One picture may have puzzled the hanging committee of Laghet. It depicts a smiling man being released from prison. The occasion is one that no doubt evoked thankfulness on the part of the captive, but the inference that his incarceration was an “accident” opens up a legal point of some delicacy. Curious presents have been bestowed upon Laghet. Among them is the gift of the Princess Maria Josephina Baptista. It consisted of a silver leg of the same size and weight as her own leg which was happily cured at the convent.
In certain places on the walls of this strange Cloister of Calamity hang crutches and sticks, discarded surgical appliances, boots for deformed feet, spinal supports and splints. They speak for themselves. The little crutches and the little splints speak with especial eloquence; while, as a most pathetic object amid the grosser implements of suffering, is a small steeled shoe which must have belonged to a very tiny pilgrim indeed.

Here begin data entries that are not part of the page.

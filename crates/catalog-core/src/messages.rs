//! User-visible strings
//!
//! Every string a frontend shows comes from [`Message`], rendered in the
//! configured [`Locale`]. Persian is the catalog's home language.

use std::fmt;
use std::str::FromStr;

use serde::{Deserialize, Serialize};

use crate::error::CatalogError;

/// Display language
#[derive(Debug, Clone, Copy, Default, PartialEq, Eq, Serialize, Deserialize)]
#[serde(rename_all = "lowercase")]
pub enum Locale {
    /// Persian (right-to-left)
    #[default]
    Fa,
    /// English
    En,
}

impl FromStr for Locale {
    type Err = CatalogError;

    fn from_str(s: &str) -> Result<Self, Self::Err> {
        match s.to_ascii_lowercase().as_str() {
            "fa" | "fa-ir" => Ok(Locale::Fa),
            "en" | "en-us" | "en-gb" => Ok(Locale::En),
            other => Err(CatalogError::InvalidValue(format!("unknown locale {other:?}"))),
        }
    }
}

/// Reason a page shows an empty-state message instead of content
#[derive(Debug, Clone, Copy, PartialEq, Eq, Serialize, Deserialize)]
#[serde(rename_all = "snake_case")]
pub enum EmptyState {
    /// The catalog has no series at all
    NoSeriesRegistered,
    /// Manual entry without seasons
    NoSeasonsRegistered,
    /// Manual season (or quality tier) without episodes
    NoEpisodesRegistered,
    /// Remote series directory without folders or videos
    NothingFound,
    /// Remote season directory and its quality folders without videos
    NoEpisodesFound,
    /// The directory index could not be fetched or read
    FetchFailed,
}

/// A localizable message
#[derive(Debug, Clone, PartialEq, Eq)]
pub enum Message<'a> {
    Empty(EmptyState),
    SeasonsHeading,
    EpisodesHeading(&'a str),
    SeasonLabel(&'a str),
    Trailer,
    Play,
    Download,
    DownloadSubtitle,
    PlayFirstEpisode,
    OpenDirectLink,
}

impl Message<'_> {
    /// Render the message in `locale`
    pub fn text(&self, locale: Locale) -> String {
        match locale {
            Locale::Fa => self.fa(),
            Locale::En => self.en(),
        }
    }

    fn fa(&self) -> String {
        match self {
            Message::Empty(state) => match state {
                EmptyState::NoSeriesRegistered => "فعلاً سریالی ثبت نشده.",
                EmptyState::NoSeasonsRegistered => "فصلی ثبت نشده.",
                EmptyState::NoEpisodesRegistered => "قسمتی ثبت نشده.",
                EmptyState::NothingFound => "موردی پیدا نشد.",
                EmptyState::NoEpisodesFound => "قسمتی یافت نشد.",
                EmptyState::FetchFailed => "خطا در دریافت اطلاعات.",
            }
            .to_string(),
            Message::SeasonsHeading => "فصل‌ها".to_string(),
            Message::EpisodesHeading(season) => format!("قسمت‌ها - {season}"),
            Message::SeasonLabel(season) => format!("فصل {season}"),
            Message::Trailer => "تریلر".to_string(),
            Message::Play => "پخش".to_string(),
            Message::Download => "دانلود".to_string(),
            Message::DownloadSubtitle => "دانلود زیرنویس".to_string(),
            Message::PlayFirstEpisode => "پخش آنلاین قسمت ۱".to_string(),
            Message::OpenDirectLink => "باز کردن لینک مستقیم ویدیو".to_string(),
        }
    }

    fn en(&self) -> String {
        match self {
            Message::Empty(state) => match state {
                EmptyState::NoSeriesRegistered => "No series registered yet.",
                EmptyState::NoSeasonsRegistered => "No seasons registered.",
                EmptyState::NoEpisodesRegistered => "No episodes registered.",
                EmptyState::NothingFound => "Nothing found.",
                EmptyState::NoEpisodesFound => "No episodes found.",
                EmptyState::FetchFailed => "Failed to fetch data.",
            }
            .to_string(),
            Message::SeasonsHeading => "Seasons".to_string(),
            Message::EpisodesHeading(season) => format!("Episodes - {season}"),
            Message::SeasonLabel(season) => format!("Season {season}"),
            Message::Trailer => "Trailer".to_string(),
            Message::Play => "Play".to_string(),
            Message::Download => "Download".to_string(),
            Message::DownloadSubtitle => "Download subtitle".to_string(),
            Message::PlayFirstEpisode => "Play episode 1 online".to_string(),
            Message::OpenDirectLink => "Open direct video link".to_string(),
        }
    }
}

impl fmt::Display for Locale {
    fn fmt(&self, f: &mut fmt::Formatter<'_>) -> fmt::Result {
        f.write_str(match self {
            Locale::Fa => "fa",
            Locale::En => "en",
        })
    }
}
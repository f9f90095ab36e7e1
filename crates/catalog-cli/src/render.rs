//! Plain-text rendering of catalog pages

use std::fmt::Write;

use anyhow::Result;
use catalog_core::view::{SeasonLink, Trailer};
use catalog_core::{
    Action, EmptyState, Entry, EpisodeList, EpisodePage, Locale, Message, NavTarget, QualityTabs,
    SeasonList, SeasonPage, SeriesPage,
};
use url::Url;

pub struct Renderer {
    locale: Locale,
    base: Url,
}

impl Renderer {
    pub fn new(locale: Locale, base: Url) -> Self {
        Self { locale, base }
    }

    fn text(&self, message: Message<'_>) -> String {
        message.text(self.locale)
    }

    fn link(&self, target: &NavTarget) -> Result<String> {
        Ok(target.to_url(&self.base)?.to_string())
    }

    fn empty(&self, state: EmptyState) -> String {
        format!("{}\n", self.text(Message::Empty(state)))
    }

    pub fn series_page(&self, page: &SeriesPage) -> Result<String> {
        let cards = match page {
            SeriesPage::Cards { cards } => cards,
            SeriesPage::Empty { state } => return Ok(self.empty(*state)),
        };

        let mut out = String::new();
        for card in cards {
            writeln!(out, "{}  {}", card.title, self.link(&card.target)?)?;
            if !card.cover.is_empty() {
                writeln!(out, "    {}", card.cover)?;
            }
        }
        Ok(out)
    }

    /// Season page; `season` picks the heading
    pub fn season_page(&self, page: &SeasonPage, season: Option<&str>) -> Result<String> {
        let mut out = String::new();
        let heading = match season {
            Some(season) => Message::EpisodesHeading(season),
            None => Message::SeasonsHeading,
        };
        writeln!(out, "== {} ==", self.text(heading))?;

        match page {
            SeasonPage::Seasons(list) => self.season_list(&mut out, list)?,
            SeasonPage::Episodes { list } => self.episode_list(&mut out, list)?,
            SeasonPage::Tabbed(tabs) => self.quality_tabs(&mut out, tabs)?,
            SeasonPage::Empty { state } => out.push_str(&self.empty(*state)),
        }
        Ok(out)
    }

    fn season_list(&self, out: &mut String, list: &SeasonList) -> Result<()> {
        for SeasonLink { id, target } in &list.seasons {
            writeln!(out, "- {}  {}", self.text(Message::SeasonLabel(id)), self.link(target)?)?;
        }
        if let Some(trailer) = &list.trailer {
            self.trailer(out, trailer)?;
        }
        for entry in &list.standalone {
            self.entry(out, entry)?;
        }
        Ok(())
    }

    fn trailer(&self, out: &mut String, trailer: &Trailer) -> Result<()> {
        writeln!(
            out,
            "* {}  {}: {}  {}: {}",
            self.text(Message::Trailer),
            self.text(Message::Play),
            self.link(&trailer.play)?,
            self.text(Message::Download),
            trailer.src
        )?;
        Ok(())
    }

    fn quality_tabs(&self, out: &mut String, tabs: &QualityTabs) -> Result<()> {
        let line: Vec<String> = tabs
            .tabs
            .iter()
            .map(|q| {
                if *q == tabs.selected {
                    format!("[{q}]")
                } else {
                    q.to_string()
                }
            })
            .collect();
        writeln!(out, "{}", line.join(" | "))?;
        self.episode_list(out, &tabs.list)
    }

    fn episode_list(&self, out: &mut String, list: &EpisodeList) -> Result<()> {
        match list {
            EpisodeList::Empty { state } => out.push_str(&self.empty(*state)),
            EpisodeList::Items { play_first, entries } => {
                if let Some(first) = play_first {
                    writeln!(out, "> {}  {}", self.text(Message::PlayFirstEpisode), self.link(first)?)?;
                }
                for entry in entries {
                    self.entry(out, entry)?;
                }
            }
        }
        Ok(())
    }

    fn entry(&self, out: &mut String, entry: &Entry) -> Result<()> {
        write!(out, "- {}", entry.label)?;
        for action in &entry.actions {
            match action {
                Action::Play { target } => {
                    write!(out, "  {}: {}", self.text(Message::Play), self.link(target)?)?
                }
                Action::Download { href, subtitle } => {
                    let label = if *subtitle {
                        Message::DownloadSubtitle
                    } else {
                        Message::Download
                    };
                    write!(out, "  {}: {}", self.text(label), href)?
                }
            }
        }
        out.push('\n');
        Ok(())
    }

    pub fn episode_page(&self, page: &EpisodePage) -> Result<String> {
        let mut out = String::new();
        if let Some(title) = &page.title {
            writeln!(out, "== {title} ==")?;
        }
        if let Some(src) = &page.src {
            writeln!(out, "{}: {}", self.text(Message::Play), src)?;
        }
        if let Some(link) = page.fallback() {
            writeln!(out, "{}: {}", self.text(Message::OpenDirectLink), link.href)?;
        }
        Ok(out)
    }
}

On the cross-piece of one crutch a swallow has built a nest. The crutch and the swallow may almost be taken as symbolic of Laghet—the crutch the emblem of the halting cripple, the swallow of the joyous heart winging its way through the blue of heaven.
|
“The Rivieras,” by Augustus J. Hare, London, 1897, p. 80. |
BETWEEN Monte Carlo and Mentone is the little town of Roquebrune. It stands high up on the flank of that range of hills which follows the road and which shuts out, like a wall, all sight of the world stretching away to the north.
Certain conventional phrases are used in describing the site of a village or small town. When it lies at the bottom of a hill it “nestles” and when it approaches the top it “perches.” Roquebrune is distinctly “perched” upon the hillside. Indeed it appears to cling to it as a house-martin clings to sloping eaves and to keep its hold with some difficulty. The town looks unsteady, as if it must inevitably slip downwards into the road.
At some little distance behind Roquebrune is a great cliff from the foot of which spreads a long incline. It is on a precarious ledge on this slope that the place is lodged, like a pile of crockery on the brink of a shelf and that shelf tilted.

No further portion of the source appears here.